I am saying that MacPorts supplies -isysroot and -syslibroot flags in CFLAGS and LDFLAGS when required so to do. It is required when building universal on a PowerPC Mac running Mac OS X 10.4; when on macOS 10.14 or later without /usr/include; or on any macOS version when the port or the user has requested to use an SDK different from the macOS version.

Some ports install -config scripts or other artifacts of the build process that are then used to build other ports. For example, perl might install a file with information about its configuration, which is then used later when building perl modules. That file might include the complete value of CFLAGS and LDFLAGS that was used to build perl, which would include any -isysroot and -syslibroot flags with the absolute SDK paths.
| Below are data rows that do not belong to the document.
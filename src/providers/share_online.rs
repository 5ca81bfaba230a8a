//! share-online.biz - batch link checking with MD5 checksums.

use std::collections::HashMap;

use async_trait::async_trait;
use reqwest::Client;
use url::Url;

use super::{body_text, send};
use crate::config::HttpSettings;
use crate::http_client::{ClientBuildError, ClientOptions, build_http_client};
use crate::provider::Provider;
use crate::resolver::utils::{endpoint, host_matches, path_segments};
use crate::resolver::{
    Checksum, File, FileSize, HashAlgorithm, Request, ResolveError, Resolvability, Resolver,
    Settled,
};

const NAME: &str = "share-online.biz";
const DEFAULT_BASE: &str = "https://api.share-online.biz";

/// One `ID;STATUS;NAME;SIZE;MD5` line.
#[derive(Debug, PartialEq, Eq)]
struct LinkStatus<'a> {
    id: &'a str,
    status: &'a str,
    name: &'a str,
    size: &'a str,
    md5: &'a str,
}

/// Resolver for share-online.biz `/dl/` links.
#[derive(Debug)]
pub struct ShareOnlineProvider {
    client: Client,
    base_url: Url,
}

impl ShareOnlineProvider {
    /// Creates the provider against the public link checker.
    ///
    /// # Errors
    ///
    /// Returns [`ClientBuildError`] if the HTTP client cannot be built.
    pub fn new(settings: &HttpSettings) -> Result<Self, ClientBuildError> {
        let base_url = Url::parse(DEFAULT_BASE).map_err(|e| ClientBuildError {
            component: NAME.to_string(),
            reason: e.to_string(),
        })?;
        Self::with_base_url(settings, base_url)
    }

    /// Creates the provider with a custom base URL (for testing with wiremock).
    ///
    /// # Errors
    ///
    /// Returns [`ClientBuildError`] if the HTTP client cannot be built.
    pub fn with_base_url(settings: &HttpSettings, base_url: Url) -> Result<Self, ClientBuildError> {
        Ok(Self {
            client: build_http_client(NAME, settings, ClientOptions::default())?,
            base_url,
        })
    }

    async fn link_check(&self, links: &[&str]) -> Result<String, ResolveError> {
        let mut url = endpoint(&self.base_url, "linkcheck.php");
        url.set_query(Some("md5=1"));
        let request = self.client.post(url.clone()).body(links.join("\n"));
        let response = send(NAME, &url, request).await?;
        let status = response.status();
        if !status.is_success() {
            return Err(ResolveError::http(NAME, url.as_str(), status.as_u16()));
        }
        body_text(NAME, &url, response).await
    }
}

fn parse_statuses(body: &str) -> Vec<LinkStatus<'_>> {
    body.lines()
        .map(str::trim)
        .filter(|line| !line.is_empty())
        .filter_map(|line| {
            let mut fields = line.split(';').map(str::trim);
            Some(LinkStatus {
                id: fields.next()?,
                status: fields.next().unwrap_or_default(),
                name: fields.next().unwrap_or_default(),
                size: fields.next().unwrap_or_default(),
                md5: fields.next().unwrap_or_default(),
            })
        })
        .collect()
}

fn link_id(url: &Url) -> Option<&str> {
    match path_segments(url).as_slice() {
        ["dl", id, ..] => Some(*id),
        _ => None,
    }
}

fn canonical_url(id: &str) -> Option<Url> {
    Url::parse(&format!("http://www.share-online.biz/dl/{id}")).ok()
}

fn settle(request: Request, canonical: Url, line: &LinkStatus<'_>) -> Settled {
    if line.status != "OK" {
        // "DELETED", "NOT FOUND" and friends
        return request.deadend(Some(canonical));
    }
    let parsed = line
        .size
        .parse::<u64>()
        .map_err(|e| format!("bad size '{}': {e}", line.size))
        .and_then(|size| {
            Checksum::from_hex(HashAlgorithm::Md5, line.md5)
                .map(|checksum| (size, checksum))
                .map_err(|e| format!("bad MD5 '{}': {e}", line.md5))
        });
    match parsed {
        Ok((size, checksum)) => {
            let file = File::new(NAME, canonical, line.name, FileSize::Known(size))
                .with_checksum(checksum);
            request.resolves_to(file)
        }
        Err(reason) => request.errs(Some(canonical), ResolveError::protocol(NAME, reason)),
    }
}

impl Provider for ShareOnlineProvider {
    fn name(&self) -> &str {
        NAME
    }

    fn resolver(&self) -> Option<&dyn Resolver> {
        Some(self)
    }
}

#[async_trait]
impl Resolver for ShareOnlineProvider {
    fn can_resolve(&self, url: &Url) -> Resolvability {
        if host_matches(url, "share-online.biz") && url.path().starts_with("/dl/") {
            Resolvability::Multi
        } else {
            Resolvability::Next
        }
    }

    #[tracing::instrument(skip(self, requests), fields(count = requests.len()))]
    async fn resolve_many(&self, requests: Vec<Request>) -> Result<Vec<Settled>, ResolveError> {
        let links: Vec<&str> = requests.iter().map(|r| r.url().as_str()).collect();
        let body = self.link_check(&links).await?;
        let statuses: HashMap<&str, LinkStatus<'_>> = parse_statuses(&body)
            .into_iter()
            .map(|line| (line.id, line))
            .collect();

        Ok(requests
            .into_iter()
            .map(|request| {
                let Some((id, canonical)) = link_id(request.url())
                    .and_then(|id| canonical_url(id).map(|u| (id.to_string(), u)))
                else {
                    let error = ResolveError::resolution_failed(
                        NAME,
                        request.url().as_str(),
                        "cannot extract a link id from the URL",
                    );
                    return request.errs(None, error);
                };
                match statuses.get(id.as_str()) {
                    Some(line) => settle(request, canonical, line),
                    None => {
                        let error = ResolveError::protocol(NAME, format!("no status for link {id}"));
                        request.errs(Some(canonical), error)
                    }
                }
            })
            .collect())
    }
}

#[cfg(test)]
#[allow(clippy::unwrap_used)]
mod tests {
    use super::*;
    use crate::resolver::Outcome;
    use crate::test_support::socket_guard::start_mock_server_or_skip;
    use wiremock::matchers::{body_string_contains, method, path, query_param};
    use wiremock::{Mock, ResponseTemplate};

    fn request(s: &str) -> Request {
        Request::new(Url::parse(s).unwrap())
    }

    #[test]
    fn test_can_resolve() {
        let provider = ShareOnlineProvider::new(&HttpSettings::default()).unwrap();
        let tier = |s: &str| provider.can_resolve(&Url::parse(s).unwrap());
        assert_eq!(tier("http://www.share-online.biz/dl/ABC"), Resolvability::Multi);
        assert_eq!(tier("http://www.share-online.biz/about"), Resolvability::Next);
        assert_eq!(tier("http://example.com/dl/ABC"), Resolvability::Next);
    }

    #[test]
    fn test_parse_statuses() {
        let lines = parse_statuses("A;OK;a.bin;3;d41d8cd98f00b204e9800998ecf8427e\n\nB;DELETED\n");
        assert_eq!(lines.len(), 2);
        assert_eq!(lines[0].name, "a.bin");
        assert_eq!(lines[1].status, "DELETED");
        assert_eq!(lines[1].md5, "");
    }

    #[tokio::test]
    async fn test_resolve_many_by_id() {
        let Some(server) = start_mock_server_or_skip().await else {
            return;
        };
        Mock::given(method("POST"))
            .and(path("/linkcheck.php"))
            .and(query_param("md5", "1"))
            .and(body_string_contains("http://www.share-online.biz/dl/AAA\nhttp://www.share-online.biz/dl/BBB"))
            .respond_with(ResponseTemplate::new(200).set_body_string(
                "BBB;NOT FOUND;;0;\nAAA;OK;a.bin;3;d41d8cd98f00b204e9800998ecf8427e\nCCC;OK;c.bin;x;\n",
            ))
            .mount(&server)
            .await;

        let provider = ShareOnlineProvider::with_base_url(
            &HttpSettings::default(),
            Url::parse(&server.uri()).unwrap(),
        )
        .unwrap();
        let results = provider
            .resolve_many(vec![
                request("http://www.share-online.biz/dl/AAA"),
                request("http://www.share-online.biz/dl/BBB"),
                request("http://www.share-online.biz/dl/CCC"),
                request("http://www.share-online.biz/dl/DDD"),
            ])
            .await
            .unwrap();

        let Outcome::ResolvedTo(file) = results[0].outcome() else {
            panic!("expected file, got {:?}", results[0].outcome());
        };
        assert_eq!(file.size(), FileSize::Known(3));
        assert_eq!(file.checksum().unwrap().algorithm(), HashAlgorithm::Md5);
        assert!(matches!(results[1].outcome(), Outcome::Deadend(Some(_))));
        assert!(matches!(
            results[2].outcome(),
            Outcome::Errs(Some(_), ResolveError::Protocol { .. })
        ));
        assert!(matches!(
            results[3].outcome(),
            Outcome::Errs(Some(_), ResolveError::Protocol { .. })
        ));
    }

    #[tokio::test]
    async fn test_server_error_fails_whole_batch() {
        let Some(server) = start_mock_server_or_skip().await else {
            return;
        };
        Mock::given(method("POST"))
            .respond_with(ResponseTemplate::new(502))
            .mount(&server)
            .await;
        let provider = ShareOnlineProvider::with_base_url(
            &HttpSettings::default(),
            Url::parse(&server.uri()).unwrap(),
        )
        .unwrap();
        let result = provider
            .resolve_many(vec![request("http://www.share-online.biz/dl/AAA")])
            .await;
        assert!(matches!(result, Err(ResolveError::Http { status: 502, .. })));
    }
}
We discovered after users started upgrading from Xcode 10 (which has the 10.14 SDK) to Xcode 11 (which has the 10.15 SDK) that many users were experiencing errors about the 10.14 SDK being missing, because its path had been baked into something due to the above.

MacPorts used to always use SDK paths from Xcode. In MacPorts 2.6.0 it changed to prefer SDK paths from the command line tools, and only to use Xcode paths if "use_xcode yes" is specified in the Portfile. The command line tools SDK path shouldn't change when Xcode is upgraded, so this problem should be reduced due to this change.

Yes, it would be great it build systems did not bake this information into themselves. As we discover which build systems do this, we should fix them. It will be a never-ending process of looking out for and trying to fix these kinds of problems.